9. It says nothing concerning the activities of anthropologists Brent
Berlin and Elois Ann Berlin, who are from the University of Georgia,
co-signers of the Agreement, and who have been in Mayan lands for 11 years,
gathering information about treatments by the indigenous of a wide range of
sufferings with native plants. How much information and how many samples
have the Doctors Berlin already taken out, which will not be recompensed to
the communities, because of their having begun their investigations prior
to the agreement?
As we pointed out in the previous Bulletin on transgenetics, the United
States is the world leader in the research and distribution of GMOs. To no
one's surprise, it is also the leader in terms of the number of patents
awarded for living organisms. The RAFI organization established a point
system in order to ascertain which countries have patented the most living
forms. The United States has the highest marks, with 90 points. The
countries of the European Union average 66, Canada has 48. India has
refused to patent any life form, and has zero points. Mexico still figures
among the countries with fewer points, with 10, with one patent having been
awarded in our country for the "dragon tree" (Croton sp.), and with patents
under study for the cloning of animals and for human growth hormones.
It would not be unusual for Mexico's partners in NAFTA (the US and Canada)
to exert pressure for the adoption of the same flexibility they have in the
awarding their businesses patents on natural life forms.
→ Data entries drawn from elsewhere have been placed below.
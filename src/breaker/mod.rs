//! Circuit breaker: per-domain CLOSED/OPEN/HALF_OPEN state machine, injected as a
//! component rather than a global singleton.

mod breaker;

pub use breaker::{BreakerConfig, CircuitBreaker};
//! Chunk data model (§3 Chunk, §4.8 Chunker).

use serde::Serialize;

/// A token-bounded contiguous slice of preprocessed page text (§3).
///
/// Invariants enforced by the chunker, not by this type: `Σ len(content_i) ==
/// len(preprocessed_input)` and `token_count <= max_chunk_tokens` (with safety margin).
#[derive(Debug, Clone, Serialize)]
pub struct Chunk {
    pub index: usize,
    pub total_chunks: usize,
    pub content: String,
    pub token_count: usize,
    pub pages_included: Vec<String>,
}
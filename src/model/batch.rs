//! Batch job data model (§3 BatchJob, §4.9 Batch Processor, §6 status endpoint).

use serde::{Deserialize, Serialize};
use std::collections::HashMap;
use std::path::PathBuf;
use std::time::Duration;

#[derive(Debug, Clone, Copy, PartialEq, Eq, Serialize)]
#[serde(rename_all = "lowercase")]
pub enum BatchStatus {
    Pending,
    Running,
    Completed,
    Cancelled,
    Error,
}

#[derive(Debug, Clone, Serialize)]
pub struct InstanceStatus {
    pub id: usize,
    pub status: String,
    pub processed: u64,
    pub success: u64,
    pub errors: u64,
    pub throughput_per_min: f64,
}

#[derive(Debug, Clone, Serialize, Default)]
pub struct ProcessingTimeStats {
    pub avg: f64,
    pub min: f64,
    pub max: f64,
    pub p50: f64,
    pub p60: f64,
    pub p70: f64,
    pub p80: f64,
    pub p90: f64,
    pub p95: f64,
    pub p99: f64,
}

#[derive(Debug, Clone, Serialize)]
pub struct LastError {
    pub company_id: String,
    pub domain: Option<String>,
    pub category: String,
    pub message: String,
}

/// Full status snapshot, the shape `GET /scrape/batch/status` returns (§6).
#[derive(Debug, Clone, Serialize)]
pub struct BatchStatusSnapshot {
    pub batch_id: String,
    pub status: BatchStatus,
    pub total: u64,
    pub processed: u64,
    pub success_count: u64,
    pub error_count: u64,
    pub success_rate_pct: f64,
    pub remaining: u64,
    pub in_progress: u64,
    pub peak_in_progress: u64,
    pub throughput_per_min: f64,
    pub eta_minutes: Option<f64>,
    pub elapsed_seconds: f64,
    pub flushes_done: u64,
    pub buffer_size: usize,
    pub processing_time_ms: ProcessingTimeStats,
    pub error_breakdown: HashMap<String, u64>,
    pub pages_per_company_avg: f64,
    pub total_retries: u64,
    pub infrastructure: InfrastructureStatus,
    pub last_errors: Vec<LastError>,
    pub instances: Vec<InstanceStatus>,
}

#[derive(Debug, Clone, Serialize, Default)]
pub struct InfrastructureStatus {
    pub proxy_pool: serde_json::Value,
    pub concurrency: serde_json::Value,
    pub circuit_breaker: serde_json::Value,
}

/// Configuration a batch is started with (§6 Start batch).
#[derive(Debug, Clone)]
pub struct BatchConfig {
    pub limit: Option<u64>,
    pub worker_count: u32,
    pub flush_size: usize,
    pub instances: u32,
    pub status_filter: Vec<String>,
    pub checkpoint: Option<CheckpointConfig>,
}

impl Default for BatchConfig {
    fn default() -> Self {
        Self {
            limit: None,
            worker_count: 2000,
            flush_size: 1000,
            instances: 10,
            status_filter: vec!["muito_alto".into(), "alto".into(), "medio".into()],
            checkpoint: None,
        }
    }
}

/// Enables periodic checkpoint persistence for a batch (§4.9a). Off by default.
#[derive(Debug, Clone)]
pub struct CheckpointConfig {
    pub path: PathBuf,
    pub interval: Duration,
}

/// Per-instance slice of a [`BatchCheckpoint`].
#[derive(Debug, Clone, Serialize, Deserialize)]
pub struct InstanceCheckpoint {
    pub id: usize,
    pub processed: u64,
    pub success: u64,
    pub errors: u64,
}

/// Periodic snapshot written to `CheckpointConfig::path` so a restart after a crash can
/// resume pagination from `cursor` instead of re-scanning from the start (§4.9a).
#[derive(Debug, Clone, Serialize, Deserialize)]
pub struct BatchCheckpoint {
    pub batch_id: String,
    pub cursor: i64,
    pub processed: u64,
    pub success: u64,
    pub errors: u64,
    pub instances: Vec<InstanceCheckpoint>,
    pub saved_at: chrono::DateTime<chrono::Utc>,
}
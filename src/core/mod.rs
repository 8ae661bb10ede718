// Core error types and shared utilities

pub mod error;
pub mod utils;

pub use error::{EngineError, ErrorKind, classify_transport_error};
pub use utils::ErrorUtils;
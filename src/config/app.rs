//! Top-level application configuration (§6 Config inputs): file-based via `serde`+`toml`,
//! with environment-variable overrides applied at startup: load the file, then apply
//! `BIZCRAWL_*` overrides on top, env wins.

use anyhow::Result;
use serde::{Deserialize, Serialize};
use std::fs;
use std::path::Path;

#[derive(Debug, Clone, Serialize, Deserialize)]
pub struct ProxyPoolSettings {
    pub endpoints: Vec<String>,
    pub quarantine_threshold: u32,
    pub degraded_mode_allowed: bool,
}

impl Default for ProxyPoolSettings {
    fn default() -> Self {
        Self { endpoints: Vec::new(), quarantine_threshold: 3, degraded_mode_allowed: true }
    }
}

#[derive(Debug, Clone, Serialize, Deserialize)]
pub struct ConcurrencySettings {
    pub global_limit: usize,
    pub per_domain_limit: usize,
    pub slow_domain_limit: usize,
    pub acquire_timeout_secs: u64,
}

impl Default for ConcurrencySettings {
    fn default() -> Self {
        Self { global_limit: 1000, per_domain_limit: 15, slow_domain_limit: 10, acquire_timeout_secs: 30 }
    }
}

#[derive(Debug, Clone, Serialize, Deserialize)]
pub struct CircuitBreakerSettings {
    pub failure_threshold: u32,
    pub recovery_timeout_secs: u64,
    pub half_open_max_tests: u32,
}

impl Default for CircuitBreakerSettings {
    fn default() -> Self {
        Self { failure_threshold: 12, recovery_timeout_secs: 30, half_open_max_tests: 3 }
    }
}

#[derive(Debug, Clone, Serialize, Deserialize)]
pub struct ChunkerSettings {
    pub max_chunk_tokens: usize,
    pub overhead_tokens: usize,
    pub chars_per_token: f64,
}

impl Default for ChunkerSettings {
    fn default() -> Self {
        Self { max_chunk_tokens: 2000, overhead_tokens: 0, chars_per_token: 3.5 }
    }
}

#[derive(Debug, Clone, Serialize, Deserialize)]
pub struct AdaptiveSettings {
    pub window_hours: u64,
    pub base_timeout_secs: f64,
    pub llm_concurrency: u32,
}

impl Default for AdaptiveSettings {
    fn default() -> Self {
        Self { window_hours: 6, base_timeout_secs: 15.0, llm_concurrency: 100 }
    }
}

#[derive(Debug, Clone, Serialize, Deserialize)]
pub struct ApiSettings {
    pub bind_addr: String,
}

impl Default for ApiSettings {
    fn default() -> Self {
        Self { bind_addr: "0.0.0.0:8080".to_string() }
    }
}

/// Everything the engine needs at startup: pool/governor/breaker knobs, chunker budget,
/// adaptive-config baseline, and the paths to the two tunable JSON side-files (§6).
#[derive(Debug, Clone, Serialize, Deserialize)]
pub struct AppConfig {
    pub proxy_pool: ProxyPoolSettings,
    pub concurrency: ConcurrencySettings,
    pub circuit_breaker: CircuitBreakerSettings,
    pub chunker: ChunkerSettings,
    pub adaptive: AdaptiveSettings,
    pub api: ApiSettings,
    pub strategy_bundle_path: Option<String>,
    pub protection_signatures_path: Option<String>,
}

impl Default for AppConfig {
    fn default() -> Self {
        Self {
            proxy_pool: ProxyPoolSettings::default(),
            concurrency: ConcurrencySettings::default(),
            circuit_breaker: CircuitBreakerSettings::default(),
            chunker: ChunkerSettings::default(),
            adaptive: AdaptiveSettings::default(),
            api: ApiSettings::default(),
            strategy_bundle_path: None,
            protection_signatures_path: None,
        }
    }
}

impl AppConfig {
    pub fn load_from_file<P: AsRef<Path>>(path: P) -> Result<Self> {
        let content = fs::read_to_string(path)?;
        let mut config: AppConfig = toml::from_str(&content)?;
        config.apply_env_overrides();
        Ok(config)
    }

    pub fn save_to_file<P: AsRef<Path>>(&self, path: P) -> Result<()> {
        let content = toml::to_string_pretty(self)?;
        fs::write(path, content)?;
        Ok(())
    }

    /// `BIZCRAWL_*` overrides applied after file load — env wins over file so operators
    /// can tune a running deployment without a redeploy.
    fn apply_env_overrides(&mut self) {
        if let Ok(v) = std::env::var("BIZCRAWL_PROXY_ENDPOINTS") {
            self.proxy_pool.endpoints = v.split(',').map(|s| s.trim().to_string()).filter(|s| !s.is_empty()).collect();
        }
        if let Ok(v) = std::env::var("BIZCRAWL_GLOBAL_CONCURRENCY") {
            if let Ok(n) = v.parse() {
                self.concurrency.global_limit = n;
            }
        }
        if let Ok(v) = std::env::var("BIZCRAWL_PER_DOMAIN_CONCURRENCY") {
            if let Ok(n) = v.parse() {
                self.concurrency.per_domain_limit = n;
            }
        }
        if let Ok(v) = std::env::var("BIZCRAWL_CIRCUIT_FAILURE_THRESHOLD") {
            if let Ok(n) = v.parse() {
                self.circuit_breaker.failure_threshold = n;
            }
        }
        if let Ok(v) = std::env::var("BIZCRAWL_CHUNK_MAX_TOKENS") {
            if let Ok(n) = v.parse() {
                self.chunker.max_chunk_tokens = n;
            }
        }
        if let Ok(v) = std::env::var("BIZCRAWL_LLM_CONCURRENCY") {
            if let Ok(n) = v.parse() {
                self.adaptive.llm_concurrency = n;
            }
        }
        if let Ok(v) = std::env::var("BIZCRAWL_BIND_ADDR") {
            self.api.bind_addr = v;
        }
        if let Ok(v) = std::env::var("BIZCRAWL_STRATEGY_BUNDLE_PATH") {
            self.strategy_bundle_path = Some(v);
        }
        if let Ok(v) = std::env::var("BIZCRAWL_PROTECTION_SIGNATURES_PATH") {
            self.protection_signatures_path = Some(v);
        }
    }
}

#[cfg(test)]
mod tests {
    use super::*;

    #[test]
    fn default_config_round_trips_through_toml() {
        let config = AppConfig::default();
        let serialized = toml::to_string(&config).unwrap();
        let deserialized: AppConfig = toml::from_str(&serialized).unwrap();
        assert_eq!(deserialized.concurrency.global_limit, config.concurrency.global_limit);
    }

    #[test]
    fn env_override_replaces_file_value() {
        // SAFETY: test-only, single-threaded env mutation scoped to this test body.
        unsafe {
            std::env::set_var("BIZCRAWL_GLOBAL_CONCURRENCY", "42");
        }
        let mut config = AppConfig::default();
        config.apply_env_overrides();
        assert_eq!(config.concurrency.global_limit, 42);
        unsafe {
            std::env::remove_var("BIZCRAWL_GLOBAL_CONCURRENCY");
        }
    }
}
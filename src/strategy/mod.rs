//! Strategy selector: protection/site-type priority tables pick an ordered cascade of
//! scraping strategies to try, with every strategy not already selected appended at
//! the end so a cascade never silently gives up early.

mod selector;

pub use selector::{StrategyBundle, StrategySelector};
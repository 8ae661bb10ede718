//! Persistence boundary the core requires (§6): cursor pagination, bulk chunk insert,
//! and per-company outcome recording. Interface only — no schema is assumed.

mod memory;

pub use memory::InMemoryPersistence;

use crate::model::Chunk;
use async_trait::async_trait;

#[derive(Debug, Clone)]
pub struct PendingCompany {
    pub id: i64,
    pub cnpj: String,
    pub website_url: String,
    pub status: String,
}

#[derive(Debug, Clone)]
pub struct ChunkRecord {
    pub cnpj: String,
    pub chunk: Chunk,
}

#[derive(Debug, Clone)]
pub struct ScrapeOutcomeRecord {
    pub success: bool,
    pub fail_reason: Option<String>,
    pub pages_fetched: usize,
    pub strategy_used: Option<String>,
}

/// Implemented by whatever backs company/chunk storage. `list_pending` is the only
/// allowed read path for the work loop — cursor-only, no offset scans (§4.9, §9).
#[async_trait]
pub trait Persistence: Send + Sync {
    async fn list_pending(
        &self,
        status_filter: &[String],
        after_id: i64,
        limit: i64,
    ) -> anyhow::Result<Vec<PendingCompany>>;

    /// All-or-nothing: if this returns `Err`, none of `records` are visible to a
    /// subsequent `list_pending`/read (§8 property 8).
    async fn bulk_insert_chunks(&self, records: &[ChunkRecord]) -> anyhow::Result<()>;

    async fn save_scrape_outcome(
        &self,
        cnpj: &str,
        outcome: &ScrapeOutcomeRecord,
    ) -> anyhow::Result<()>;
}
As a demonstration that nothing is now immune from being patented, it is
interesting to note - thanks to RAFI's documents - that the Biocycle
company in the United States has received a patent to protect their rights
over human umbilical cord cells (Homo Sapiens species, Patent No.
5,004,681). These cells could be of crucial importance, according to RAFI,
in the treatment of bone diseases, but the physician who wants to use them
in the operating room or for transfusions would have to pay Biocycle for
the right.
RAFI has also prepared a list of almost 70 companies, primarily
pharmaceutical, who are carrying out bio-prospecting or bio-piracy work.
Some of them, who have dealings on our continent, are mentioned below.
1. The American Cyanamid company (US headquarters) is looking for surface
plants in arid regions, in order to extract assets for the protection of
plantings and for their pharmaceutical development. They are carrying out
work in Mexico, Chile and Argentina, and, according to RAFI, they have
reached an agreement with the UNAM, of which nothing is known.
2, The International Organization for Developing Chemical Sciences
(Belgium) is looking for trees, shrubs, insects, amphibians, fungi,
microbes and other natural species in Latin America and in other parts of
the world. They say they will depend on the indigenous in order to locate
rare species, but that they will work "equitably and ethically" with them,
in order to "sustain bio-prospecting on a commercial scale."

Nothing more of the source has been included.